BACKGROUND/AIMS The therapeutic options for metastatic neuroendocrine tumors (NETs) are limited. As PI3K signaling is often activated in NETs, we have assessed the effects of selective PI3Kp110\textgreeka inhibition by the novel agent BYL719 on cell viability, colony formation, apoptosis, cell cycle, signaling pathways, differentiation and secretion in pancreatic (BON-1, QGP-1) and pulmonary (H727) NET cell lines. METHODS Cell viability was investigated by WST-1 assay, colony formation by clonogenic assay, apoptosis by caspase3/7 assay, the cell cycle by FACS, cell signaling by Western blot analysis, expression of chromogranin A and somatostatin receptors 1/2/5 by RT-qPCR, and chromogranin A secretion by ELISA. RESULTS BYL719 dose-dependently decreased cell viability and colony formation with the highest sensitivity in BON-1, followed by H727, and lowest sensitivity in QGP-1 cells. BYL719 induced apoptosis and G0/G1 cell cycle arrest associated with increased p27 expression. Western blots showed inhibition of PI3K downstream targets to a varying degree in the different cell lines, but IGF1R activation. The most sensitive BON-1 cells displayed a significant, and H727 cells a non-significant, GSK3 inhibition after BYL719 treatment, but these effects do not appear to be mediated through the IGF1R. In contrast, the most resistant QGP-1 cells showed no GSK3 inhibition, but a modest activation, which would partially counteract the other anti-proliferative effects. Accordingly, BYL719 enhanced neuroendocrine differentiation with the strongest effect in BON-1, followed by H727 cells indicated by induction of chromogranin A and somatostatin receptor 1/2 mRNA-synthesis, but not in QGP-1 cells.
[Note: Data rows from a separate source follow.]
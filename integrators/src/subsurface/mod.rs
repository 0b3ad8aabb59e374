//! Subsurface Scattering

mod basis;
mod chamber;
mod collector;
mod mis;
mod sampler;

// Re-export
pub use basis::*;
pub use chamber::*;
pub use collector::*;
pub use mis::*;
pub use sampler::*;
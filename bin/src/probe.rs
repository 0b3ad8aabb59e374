//! Parallel probing

use super::scene::ProbeScene;
use core::interaction::*;
use core::pbrt::*;
use core::report_stats;
use core::sampler::*;
use core::shading_context::*;
use core::stats::*;
use indicatif::{ProgressBar, ProgressStyle};
use integrators::*;
use materials::*;

/// Number of samples per batch of work.
pub const BATCH_SIZE: usize = 1024;

/// Aggregated results of a batch of samples.
#[derive(Copy, Clone, Debug, Default, PartialEq)]
pub struct BatchSummary {
    /// Samples taken.
    pub samples: usize,

    /// Incoming points reported.
    pub visits: usize,

    /// Sum of the probabilities of the incoming points kept.
    pub probability_sum: Float,

    /// Largest distance between the outgoing point and a kept incoming point.
    pub max_distance: Float,

    /// Incoming points not kept because the collector was full.
    pub dropped: usize,
}

impl BatchSummary {
    /// Summarizes the incoming points kept by a collector. Points with a
    /// non-finite probability are counted as visits but left out of the
    /// probability sum.
    ///
    /// * `samples`        - Samples taken.
    /// * `collector`      - The collector.
    /// * `outgoing_point` - The outgoing point.
    pub fn from_collector(
        samples: usize,
        collector: &SubsurfaceSampleCollector,
        outgoing_point: &ShadingPoint,
    ) -> Self {
        let kept = collector.hits();
        Self {
            samples,
            visits: kept.len() + collector.overflow(),
            probability_sum: kept
                .iter()
                .map(|h| h.probability)
                .filter(|p| p.is_finite())
                .sum(),
            max_distance: kept
                .iter()
                .map(|h| h.point.distance(outgoing_point.point()))
                .fold(0.0, max),
            dropped: collector.overflow(),
        }
    }

    /// Merges another summary into this one.
    ///
    /// * `other` - The other summary.
    pub fn merge(&mut self, other: &Self) {
        self.samples += other.samples;
        self.visits += other.visits;
        self.probability_sum += other.probability_sum;
        self.max_distance = max(self.max_distance, other.max_distance);
        self.dropped += other.dropped;
    }
}

/// Runs samples of the Gaussian profile at the scene's outgoing point.
pub struct Probe<'a> {
    /// The scene.
    scene: &'a ProbeScene,

    /// Inputs of the diffusion profile.
    inputs: GaussianBSSRDFInputs,

    /// Incoming points kept per batch.
    keep: usize,
}

impl<'a> Probe<'a> {
    /// Create a new `Probe`.
    ///
    /// * `scene`  - The scene.
    /// * `inputs` - Inputs of the diffusion profile.
    /// * `keep`   - Incoming points kept per batch.
    pub fn new(scene: &'a ProbeScene, inputs: GaussianBSSRDFInputs, keep: usize) -> Self {
        Self { scene, inputs, keep }
    }

    /// Runs one batch of samples.
    ///
    /// * `seed`    - Seed of the batch's sampling context.
    /// * `samples` - Number of samples.
    pub fn run_batch(&self, seed: u64, samples: usize) -> BatchSummary {
        let shading_context = ShadingContext::new(&self.scene.primitives);
        let sampler = SubsurfaceSampler::new(&shading_context);
        let outgoing_point = &self.scene.outgoing_point;

        let mut sampling_context = RandomSamplingContext::new(seed);
        let mut collector = SubsurfaceSampleCollector::new(self.keep);
        for _ in 0..samples {
            sampler.sample(
                &mut sampling_context,
                outgoing_point,
                &GaussianBSSRDF,
                &self.inputs,
                &mut collector,
            );
        }

        BatchSummary::from_collector(samples, &collector, outgoing_point)
    }

    /// Runs `samples` samples split in batches over `n_threads` workers and
    /// returns the merged summary. Batches are merged in order so the result
    /// does not depend on the number of threads.
    ///
    /// * `samples`   - Number of samples.
    /// * `seed`      - Base seed; batch `i` uses `seed + i`.
    /// * `n_threads` - Number of worker threads.
    /// * `quiet`     - Hide the progress bar.
    pub fn run(&self, samples: usize, seed: u64, n_threads: usize, quiet: bool) -> Result<BatchSummary, String> {
        let batch_count = (samples + BATCH_SIZE - 1) / BATCH_SIZE;
        info!("Probing {samples} samples in {batch_count} batches on {n_threads} threads");

        let progress = if quiet {
            ProgressBar::hidden()
        } else {
            ProgressBar::new(batch_count as u64)
        };
        let style = ProgressStyle::with_template("{msg} [{wide_bar}] {pos}/{len} ({elapsed_precise}|{eta_precise})")
            .map_err(|e| format!("Invalid progress template: {e}"))?;
        progress.set_style(style);
        progress.set_message("Sampling");

        let mut summaries = vec![BatchSummary::default(); batch_count];

        std::thread::scope(|scope| -> Result<(), String> {
            let (tx, rx) = crossbeam_channel::bounded::<usize>(n_threads);
            let (result_tx, result_rx) = crossbeam_channel::unbounded::<(usize, BatchSummary)>();

            // Spawn worker threads.
            for _ in 0..n_threads {
                let rxc = rx.clone();
                let result_txc = result_tx.clone();
                let progress = &progress;
                scope.spawn(move || {
                    for batch_idx in rxc.iter() {
                        let n = min(BATCH_SIZE, samples - batch_idx * BATCH_SIZE);
                        let summary = self.run_batch(seed.wrapping_add(batch_idx as u64), n);
                        if result_txc.send((batch_idx, summary)).is_err() {
                            break;
                        }
                        progress.inc(1);
                    }
                    report_stats!();
                });
            }
            drop(rx); // Drop extra rx since we've cloned one for each woker.
            drop(result_tx);

            // Send work.
            for batch_idx in 0..batch_count {
                tx.send(batch_idx).map_err(|e| format!("Failed to queue batch {batch_idx}: {e}"))?;
            }
            drop(tx);

            for (batch_idx, summary) in result_rx.iter() {
                summaries[batch_idx] = summary;
            }
            Ok(())
        })?;

        progress.finish_with_message("Sampling complete");

        let mut total = BatchSummary::default();
        for summary in summaries.iter() {
            total.merge(summary);
        }
        Ok(total)
    }
}

// ----------------------------------------------------------------------------
// Tests
// ----------------------------------------------------------------------------
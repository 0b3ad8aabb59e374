//! Integrators

#[macro_use]
extern crate log;

mod subsurface;

// Re-export.
pub use subsurface::*;
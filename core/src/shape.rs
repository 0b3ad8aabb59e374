//! Shapes

use crate::geometry::*;
use crate::pbrt::*;
use std::sync::Arc;

/// Geometric details of a ray/shape intersection.
#[derive(Copy, Clone, Debug, PartialEq)]
pub struct ShapeHit {
    /// Parametric distance along the ray.
    pub t: Float,

    /// Unit geometric normal on the front side.
    pub n: Vector3f,

    /// Tangent hint used to orient the shading basis.
    pub dpdu: Vector3f,
}

/// Shape common functions
pub trait Shape: Send + Sync {
    /// Returns the shape type. Usually these are behind ArcShape and harder to
    /// debug. So this will be helpful.
    fn get_type(&self) -> &'static str;

    /// Returns the nearest intersection with parametric distance in
    /// `[r.t_min, r.t_max)`. If there is no intersection, `None` is returned.
    ///
    /// * `r` - The ray.
    fn intersect(&self, r: &ShadingRay) -> Option<ShapeHit>;

    /// Returns `true` if a ray-shape intersection succeeds; otherwise `false`.
    ///
    /// * `r` - The ray.
    fn intersect_p(&self, r: &ShadingRay) -> bool {
        self.intersect(r).is_some()
    }
}

/// Atomic reference counted `Shape`.
pub type ArcShape = Arc<dyn Shape>;
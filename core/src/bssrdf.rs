//! Bidirectional scattering surface reflectance distribution function.

use crate::geometry::*;
use crate::pbrt::*;
use crate::sampler::*;

/// A sample drawn from a diffusion profile.
#[derive(Copy, Clone, Debug, PartialEq)]
pub struct BSSRDFSample {
    /// Offset in the tangent plane of the sampling basis.
    point: Point2f,

    /// Square of the radius beyond which the profile is treated as zero.
    rmax2: Float,

    /// The spectral channel the sample was drawn for.
    channel: usize,
}

impl BSSRDFSample {
    /// Create a new `BSSRDFSample`.
    ///
    /// * `point`   - Offset in the tangent plane of the sampling basis.
    /// * `rmax2`   - Square of the maximum radius of the profile.
    /// * `channel` - Spectral channel.
    pub fn new(point: Point2f, rmax2: Float, channel: usize) -> Self {
        Self {
            point,
            rmax2,
            channel,
        }
    }

    /// Returns the offset in the tangent plane.
    #[inline]
    pub fn point(&self) -> Point2f {
        self.point
    }

    /// Returns the square of the maximum radius.
    #[inline]
    pub fn rmax2(&self) -> Float {
        self.rmax2
    }

    /// Returns the spectral channel.
    #[inline]
    pub fn channel(&self) -> usize {
        self.channel
    }
}

/// A radial diffusion profile that can be importance sampled.
pub trait BSSRDF: Send + Sync {
    /// Per shading point inputs of the profile.
    type Data;

    /// Draws a sample offset from the profile. Returns `None` when the profile
    /// declines to sample, e.g. because every channel has zero contribution.
    ///
    /// * `sampling_context` - Source of sample values.
    /// * `data`             - Profile inputs.
    fn sample(&self, sampling_context: &mut dyn SamplingContext, data: &Self::Data) -> Option<BSSRDFSample>;

    /// Returns the PDF of the profile with respect to area, at a given radius.
    ///
    /// * `data`    - Profile inputs.
    /// * `channel` - Spectral channel.
    /// * `radius`  - Distance from the outgoing point.
    fn evaluate_pdf(&self, data: &Self::Data, channel: usize, radius: Float) -> Float;
}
In BON-1 and QGP-1 cells, the BYL719/everolimus combination was synergistic through simultaneous AKT/mTORC1 inhibition, and significantly increased somatostatin receptor 2 transcription compared to each drug separately. CONCLUSION Our results suggest that the agent BYL719 could be a novel therapeutic approach to the treatment of NETs that may sensitize NET cells to somatostatin analogs, and that if there is resistance to its action this may be overcome by combination with everolimus.